This is Jessica. Maybe one of the biggest crimes of academic computer science (besides routinely ignoring prior work and making up social science to suit our needs) is our tolerance for abuse of language. We take technical things and inject them with social significance without thinking through what we’ve implied. This is perhaps forgivable in early stages of research when we’re trying to get more people excited about exploring some direction, but at some point people start taking things more seriously and we find ourselves committed to terminology that overreaches. Then the question becomes what, if anything, we should do about it.

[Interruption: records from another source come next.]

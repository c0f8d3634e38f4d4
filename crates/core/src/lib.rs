//! Core protocol and domain model for the cohort collaboration cluster.
//!
//! This crate defines the signed transaction protocol (canonical encoding,
//! operation payloads), the collaboration entities kept by the replicated
//! state machine, and the error taxonomy shared by every layer.

pub mod canonical;
pub mod error;
pub mod model;
pub mod policy;
pub mod receipt;
pub mod time;
pub mod tx;

pub use error::{CoreError, Result};
pub use model::{
    Artifact, Claim, ClaimStatus, Decision, DecisionStatus, Event, Participant, ParticipantType,
    Session, SessionStatus, Step, StepStatus, Vote, VoteChoice,
};
pub use policy::{ConsensusPolicy, PolicyVerdict};
pub use receipt::{ReceiptError, ReceiptStatus, TxReceipt};
pub use tx::{
    ArtifactAddPayload, DecisionOpenPayload, ParticipantJoinPayload, SessionCreatePayload,
    StepClaimPayload, StepHandoffPayload, StepReleasePayload, StepResolvePayload, StepSpec, Tx,
    TxOp, VoteCastPayload,
};

/// Inline artifact content above this canonical-encoded size must be stored
/// externally and referenced by URI + hash.
pub const MAX_INLINE_ARTIFACT_BYTES: usize = 64 * 1024;

/// Lease applied to a claim when neither the claim nor the step specifies one.
pub const DEFAULT_LEASE_TTL_SECS: u64 = 300;

/// Hard cap on the event page size served by the query surface.
pub const MAX_EVENT_PAGE: usize = 500;

/// Event page size when the caller does not ask for one.
pub const DEFAULT_EVENT_PAGE: usize = 100;
//! Property tests: determinism, idempotency, sweep ordering and snapshot
//! stability under arbitrary transaction interleavings.

mod common;

use cohort_core::{ReceiptStatus, Tx, VoteChoice};
use cohort_state::CollabState;
use common::*;
use proptest::prelude::*;
use serde_json::json;

/// A mixed pool of transactions: valid flows, replays and rejects. Any
/// subsequence in any order must replay identically on every replica.
fn tx_pool(env: &TestEnv) -> Vec<Tx> {
    let mut pool = demo_session_txs(env);
    pool.push(env.signed(
        "tx-100",
        "s1",
        at(3),
        "user:alice",
        claim("st1", "pA", "c1", Some(5)),
    ));
    pool.push(env.signed(
        "tx-101",
        "s1",
        at(4),
        "user:alice",
        artifact("a1", "st1", "pA", json!({"text": "draft"})),
    ));
    pool.push(env.signed(
        "tx-102",
        "s1",
        at(5),
        "user:alice",
        resolve("st1", Some("pA")),
    ));
    pool.push(env.signed(
        "tx-103",
        "s1",
        at(6),
        "user:bob",
        claim("st2", "pB", "c2", Some(5)),
    ));
    pool.push(env.signed(
        "tx-104",
        "s1",
        at(7),
        "user:alice",
        decision_open("d1", "st2", None),
    ));
    pool.push(env.signed(
        "tx-105",
        "s1",
        at(8),
        "user:bob",
        vote("v1", "d1", "pB", VoteChoice::Approve),
    ));
    pool.push(env.signed(
        "tx-106",
        "s1",
        at(9),
        "user:bob",
        resolve("st2", Some("pB")),
    ));
    // Late transaction whose sweep expires whatever is still leased.
    pool.push(env.signed(
        "tx-107",
        "s1",
        at(60),
        "user:carol",
        join("s1", "pC", "user:carol", &[]),
    ));
    // Always-rejected transactions keep the rejection paths in the mix.
    pool.push(env.signed(
        "tx-108",
        "s1",
        at(10),
        "user:zed",
        claim("st1", "ghost", "c9", None),
    ));
    pool.push(env.signed(
        "tx-109",
        "s9",
        at(11),
        "user:zed",
        join("s9", "pZ", "user:zed", &[]),
    ));
    pool
}

proptest! {
    #![proptest_config(ProptestConfig::with_cases(24))]

    /// Two independently-initialized replicas fed the same sequence produce
    /// byte-identical snapshots.
    #[test]
    fn replicas_agree_on_any_interleaving(
        indices in proptest::collection::vec(0usize..13, 0..30)
    ) {
        let env = TestEnv::new();
        let pool = tx_pool(&env);
        let seq: Vec<&Tx> = indices.iter().map(|i| &pool[i % pool.len()]).collect();

        let mut a = CollabState::new();
        let mut b = CollabState::new();
        for tx in &seq {
            a.apply_tx(tx, &env.verifier);
        }
        for tx in &seq {
            b.apply_tx(tx, &env.verifier);
        }
        prop_assert_eq!(a.marshal().unwrap(), b.marshal().unwrap());
    }

    /// Applying every transaction twice in a row is equivalent to applying
    /// it once.
    #[test]
    fn double_application_is_idempotent(
        indices in proptest::collection::vec(0usize..13, 0..20)
    ) {
        let env = TestEnv::new();
        let pool = tx_pool(&env);
        let seq: Vec<&Tx> = indices.iter().map(|i| &pool[i % pool.len()]).collect();

        let mut once = CollabState::new();
        let mut twice = CollabState::new();
        for tx in &seq {
            once.apply_tx(tx, &env.verifier);
        }
        for tx in &seq {
            twice.apply_tx(tx, &env.verifier);
            let replay = twice.apply_tx(tx, &env.verifier);
            prop_assert!(replay.events.is_empty());
        }
        prop_assert_eq!(once.marshal().unwrap(), twice.marshal().unwrap());
    }

    /// Snapshot round-trips are byte-stable at any point in history.
    #[test]
    fn snapshot_round_trip_any_prefix(
        cut in 0usize..12
    ) {
        let env = TestEnv::new();
        let pool = tx_pool(&env);
        let mut state = CollabState::new();
        for tx in pool.iter().take(cut) {
            state.apply_tx(tx, &env.verifier);
        }
        let bytes = state.marshal().unwrap();
        let restored = CollabState::unmarshal(&bytes).unwrap();
        prop_assert_eq!(restored.marshal().unwrap(), bytes);
    }
}

/// The expiry sweep walks claims in lexicographic id order, so the derived
/// `CLAIM_EXPIRED` events line up identically on every replica.
#[test]
fn sweep_emits_expirations_in_claim_id_order() {
    let env = TestEnv::new();
    let mut state = CollabState::new();

    env.apply(
        &mut state,
        &env.signed(
            "tx-200",
            "s1",
            at(0),
            "user:alice",
            session_create(
                "s1",
                "fanout",
                vec![
                    step_spec("stA", "a", 60),
                    step_spec("stB", "b", 60),
                    step_spec("stC", "c", 60),
                ],
            ),
        ),
    );
    for (i, (pid, reference)) in [("p1", "user:u1"), ("p2", "user:u2"), ("p3", "user:u3")]
        .iter()
        .enumerate()
    {
        env.apply(
            &mut state,
            &env.signed(
                &format!("tx-20{}", i + 1),
                "s1",
                at(1),
                reference,
                join("s1", pid, reference, &[]),
            ),
        );
    }

    // Claim ids intentionally out of insertion order.
    let claims = [("stA", "p1", "c-z"), ("stB", "p2", "c-a"), ("stC", "p3", "c-m")];
    for (i, (step_id, pid, claim_id)) in claims.iter().enumerate() {
        // All claims share one timestamp so none expires before the last
        // one is in place.
        let outcome = env.apply(
            &mut state,
            &env.signed(
                &format!("tx-21{i}"),
                "s1",
                at(2),
                "user:any",
                claim(step_id, pid, claim_id, Some(1)),
            ),
        );
        assert_eq!(outcome.receipt.status, ReceiptStatus::Applied);
    }

    // Any later transaction triggers the sweep; all three leases are long
    // gone by now.
    let outcome = env.apply(
        &mut state,
        &env.signed(
            "tx-220",
            "s1",
            at(100),
            "user:u4",
            join("s1", "p4", "user:u4", &[]),
        ),
    );
    let expired: Vec<&str> = outcome
        .events
        .iter()
        .filter(|e| e.event_type == "CLAIM_EXPIRED")
        .map(|e| e.payload["claimId"].as_str().unwrap())
        .collect();
    assert_eq!(expired, vec!["c-a", "c-m", "c-z"]);
}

Previously it didn’t feel like such a crime to talk about intelligence or learning in machines because nothing really worked that well, so the labels were clearly aspirational. But now it’s much easier to believe the simulacra. And so it becomes harder to tell when we are using human-oriented terms as a predictive convenience versus a scientific claim versus a marketing device. There are ramifications of referring to models’ reasoning or beliefs or chain of thought or explanations or intentions. Lots of people—from end users having personal relationships with models to media and AI companies themselves referring to “parenting” the latest models or asking if they can be “children of god”—are taking models too seriously. It’s bad enough in a computer science context that I now take for granted that if I want to refer to participants or scientists or decision-makers, unless I mean AI, I should add “human” in front, because otherwise the audience will assume I mean AI agents. Someone reminded me at a workshop recently how silly all this sounds to people who aren’t used to it.
Too much casualness with words is unscientific. There was no good reason in the first place to call the token sequences a model produces when we ask it to “explain its reasoning” reasoning, other than that’s what we wish we could see. What an LLM is doing is distant from what happens when a human thinks about something, even after all the RL post-training. Similarly, we call lots of things “explanations” when we have barely begun to figure out what causal evidence we’d need to see to claim the output faithfully explains the model’s process of arriving at it.
But it can also seem unscientific to simply declare that “only humans can have beliefs” or “reason” or “provide rationales.” There’s no non-arbitrary line that we can draw between systems whose makeup or behavior truly warrants applying constructs like beliefs and desires and those where it is simply convenient to act as if they have these qualities. If you’ve ever tried to take beliefs seriously, from a decision theoretic perspective, you quickly come to realize that the “real” beliefs we assume a person has are a mythical thing that we will never directly observe, and you fall back on equating “beliefs” with a simpler idea: the probability distribution we arrive at after an elicitation process.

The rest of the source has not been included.